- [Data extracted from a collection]
+++
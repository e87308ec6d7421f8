//! Limited-memory BFGS
//!
//! Two-loop recursion over the last `num_basis` correction pairs with a
//! backtracking Armijo line search. Deterministic for a given start.

use crate::core::{Optimizer, Result, SVMError, SeparableFunction};
use log::{debug, warn};
use ndarray::Array2;
use std::collections::VecDeque;

/// Batch quasi-Newton optimizer
#[derive(Debug, Clone)]
pub struct Lbfgs {
    /// Number of correction pairs kept
    pub num_basis: usize,
    /// Maximum number of iterations; 0 means no limit
    pub max_iterations: usize,
    /// Sufficient decrease constant of the line search
    pub armijo_constant: f64,
    /// Stop once the gradient norm falls below this
    pub min_gradient_norm: f64,
    /// Stop once the relative objective decrease is below `factr * EPSILON`
    pub factr: f64,
    /// Maximum step halvings per line search
    pub max_line_search_trials: usize,
    /// Smallest step the line search may try
    pub min_step: f64,
}

impl Default for Lbfgs {
    fn default() -> Self {
        Self {
            num_basis: 10,
            max_iterations: 10000,
            armijo_constant: 1e-4,
            min_gradient_norm: 1e-6,
            factr: 1e-15,
            max_line_search_trials: 50,
            min_step: 1e-20,
        }
    }
}

struct Correction {
    s: Array2<f64>,
    y: Array2<f64>,
    rho: f64,
}

impl Lbfgs {
    pub fn new(max_iterations: usize, min_gradient_norm: f64) -> Self {
        Self {
            max_iterations,
            min_gradient_norm,
            ..Self::default()
        }
    }

    pub fn with_num_basis(mut self, num_basis: usize) -> Self {
        self.num_basis = num_basis.max(1);
        self
    }

    /// Approximate `-H * gradient` from the stored corrections
    fn search_direction(
        &self,
        gradient: &Array2<f64>,
        history: &VecDeque<Correction>,
    ) -> Array2<f64> {
        let mut q = gradient.clone();
        let mut alphas = Vec::with_capacity(history.len());

        for c in history.iter().rev() {
            let alpha = c.rho * inner(&c.s, &q);
            q.scaled_add(-alpha, &c.y);
            alphas.push(alpha);
        }

        if let Some(last) = history.back() {
            q *= inner(&last.s, &last.y) / inner(&last.y, &last.y);
        }

        for (c, alpha) in history.iter().zip(alphas.iter().rev()) {
            let beta = c.rho * inner(&c.y, &q);
            q.scaled_add(alpha - beta, &c.s);
        }

        q.mapv_inplace(|v| -v);
        q
    }

    /// Backtrack from `initial_step` until the Armijo condition holds
    fn line_search(
        &self,
        function: &dyn SeparableFunction,
        iterate: &Array2<f64>,
        direction: &Array2<f64>,
        value: f64,
        slope: f64,
        initial_step: f64,
    ) -> Option<(Array2<f64>, f64, Array2<f64>)> {
        let mut step = initial_step;
        let mut gradient = Array2::zeros(iterate.raw_dim());

        for _ in 0..self.max_line_search_trials {
            let candidate = iterate + &(direction * step);
            let candidate_value = function.evaluate_with_gradient(&candidate, &mut gradient);
            if candidate_value.is_finite()
                && candidate_value <= value + self.armijo_constant * step * slope
            {
                return Some((candidate, candidate_value, gradient));
            }

            step *= 0.5;
            if step < self.min_step {
                break;
            }
        }

        None
    }
}

impl Optimizer for Lbfgs {
    fn name(&self) -> &'static str {
        "L-BFGS"
    }

    fn optimize(
        &mut self,
        function: &dyn SeparableFunction,
        iterate: &mut Array2<f64>,
    ) -> Result<f64> {
        let mut gradient = Array2::zeros(iterate.raw_dim());
        let mut value = function.evaluate_with_gradient(iterate, &mut gradient);
        if !value.is_finite() {
            return Err(SVMError::OptimizationError(format!(
                "initial objective is {value}"
            )));
        }

        let mut history: VecDeque<Correction> = VecDeque::with_capacity(self.num_basis);
        let mut iteration = 0;

        loop {
            if self.max_iterations != 0 && iteration >= self.max_iterations {
                debug!("L-BFGS reached the iteration limit ({iteration})");
                break;
            }

            let gradient_norm = inner(&gradient, &gradient).sqrt();
            if gradient_norm < self.min_gradient_norm {
                debug!("L-BFGS converged after {iteration} iterations (gradient norm {gradient_norm:e})");
                break;
            }

            let mut direction = self.search_direction(&gradient, &history);
            let mut slope = inner(&gradient, &direction);
            if slope >= 0.0 || !slope.is_finite() {
                // Not a descent direction: restart from steepest descent
                history.clear();
                direction = gradient.mapv(|g| -g);
                slope = -gradient_norm * gradient_norm;
            }
            let initial_step = if history.is_empty() {
                (1.0 / gradient_norm).min(1.0)
            } else {
                1.0
            };

            let Some((next, next_value, next_gradient)) =
                self.line_search(function, iterate, &direction, value, slope, initial_step)
            else {
                warn!("L-BFGS line search failed after {iteration} iterations; stopping optimization");
                break;
            };

            let s = &next - &*iterate;
            let y = &next_gradient - &gradient;
            let sy = inner(&s, &y);
            if sy > 1e-10 {
                if history.len() == self.num_basis {
                    history.pop_front();
                }
                history.push_back(Correction { s, y, rho: 1.0 / sy });
            }

            let previous = value;
            *iterate = next;
            gradient = next_gradient;
            value = next_value;
            iteration += 1;

            let scale = previous.abs().max(value.abs()).max(1.0);
            if (previous - value) / scale <= self.factr * f64::EPSILON {
                debug!("L-BFGS objective stopped decreasing after {iteration} iterations");
                break;
            }
        }

        Ok(value)
    }
}

fn inner(a: &Array2<f64>, b: &Array2<f64>) -> f64 {
    a.iter().zip(b.iter()).map(|(x, y)| x * y).sum()
}
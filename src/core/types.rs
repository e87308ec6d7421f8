//! Core type definitions for the linear SVM trainer

use crate::core::{Result, SVMError};
use std::fmt;
use std::str::FromStr;

/// Optimizer selected for training
#[derive(Debug, Clone, Copy, PartialEq, Eq)]
pub enum OptimizerChoice {
    /// Batch quasi-Newton L-BFGS
    Lbfgs,
    /// Parallel stochastic gradient descent
    Psgd,
}

impl OptimizerChoice {
    pub fn as_str(&self) -> &'static str {
        match self {
            OptimizerChoice::Lbfgs => "lbfgs",
            OptimizerChoice::Psgd => "psgd",
        }
    }
}

impl FromStr for OptimizerChoice {
    type Err = SVMError;

    fn from_str(s: &str) -> Result<Self> {
        match s {
            "lbfgs" => Ok(OptimizerChoice::Lbfgs),
            "psgd" => Ok(OptimizerChoice::Psgd),
            other => Err(SVMError::UnknownOptimizer(other.to_string())),
        }
    }
}

impl fmt::Display for OptimizerChoice {
    fn fmt(&self, f: &mut fmt::Formatter<'_>) -> fmt::Result {
        f.write_str(self.as_str())
    }
}

/// Execution capabilities of the running process, detected once at startup
#[derive(Debug, Clone, Copy, PartialEq, Eq)]
pub struct Capabilities {
    /// Whether the parallel SGD backend may be used
    pub parallel: bool,
    /// Number of workers the parallel backend partitions points over
    pub threads: usize,
}

impl Capabilities {
    /// Detect capabilities from the build features and the worker pool
    pub fn detect() -> Self {
        Self {
            parallel: cfg!(feature = "parallel"),
            threads: rayon::current_num_threads().max(1),
        }
    }

    /// Capabilities of a single-threaded process without the parallel backend
    pub fn sequential() -> Self {
        Self {
            parallel: false,
            threads: 1,
        }
    }
}

impl Default for Capabilities {
    fn default() -> Self {
        Self::detect()
    }
}

/// Per-class and overall accuracy of predictions against ground truth
#[derive(Debug, Clone, PartialEq)]
pub struct AccuracyReport {
    /// Number of test points whose true label is `c`
    pub label_size: Vec<usize>,
    /// Number of test points with true label `c` that were predicted correctly
    pub bingo: Vec<usize>,
    /// Total number of test points
    pub total: usize,
}

impl AccuracyReport {
    /// Tally predictions against labels. Both slices must have equal length
    /// and every label must be below `num_classes`.
    pub fn tally(predictions: &[usize], labels: &[usize], num_classes: usize) -> Result<Self> {
        if predictions.len() != labels.len() {
            return Err(SVMError::LabelCountMismatch {
                context: "Test data",
                points: predictions.len(),
                labels: labels.len(),
            });
        }

        let mut bingo = vec![0; num_classes];
        let mut label_size = vec![0; num_classes];
        for (&predicted, &actual) in predictions.iter().zip(labels) {
            if actual >= num_classes {
                return Err(SVMError::InvalidLabel {
                    label: actual,
                    num_classes,
                });
            }
            if predicted == actual {
                bingo[actual] += 1;
            }
            label_size[actual] += 1;
        }

        Ok(Self {
            label_size,
            bingo,
            total: labels.len(),
        })
    }

    /// Accuracy for points of class `c`; `None` when no test point has that label
    pub fn class_accuracy(&self, c: usize) -> Option<f64> {
        match self.label_size.get(c) {
            Some(&0) | None => None,
            Some(&size) => Some(self.bingo[c] as f64 / size as f64),
        }
    }

    /// Accuracy of every class in label order
    pub fn per_class(&self) -> Vec<Option<f64>> {
        (0..self.label_size.len())
            .map(|c| self.class_accuracy(c))
            .collect()
    }

    /// Number of correctly predicted points
    pub fn total_correct(&self) -> usize {
        self.bingo.iter().sum()
    }

    /// Fraction of all points predicted correctly; `None` for an empty test set
    pub fn overall(&self) -> Option<f64> {
        if self.total == 0 {
            return None;
        }
        Some(self.total_correct() as f64 / self.total as f64)
    }
}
+++
Take every line above where "usize" appears and copy it.

    pub num_basis: usize,
    pub max_iterations: usize,
    pub max_line_search_trials: usize,
    pub fn new(max_iterations: usize, min_gradient_norm: f64) -> Self {
    pub fn with_num_basis(mut self, num_basis: usize) -> Self {
    pub threads: usize,
    pub label_size: Vec<usize>,
    pub bingo: Vec<usize>,
    pub total: usize,
    pub fn tally(predictions: &[usize], labels: &[usize], num_classes: usize) -> Result<Self> {
    pub fn class_accuracy(&self, c: usize) -> Option<f64> {
    pub fn total_correct(&self) -> usize {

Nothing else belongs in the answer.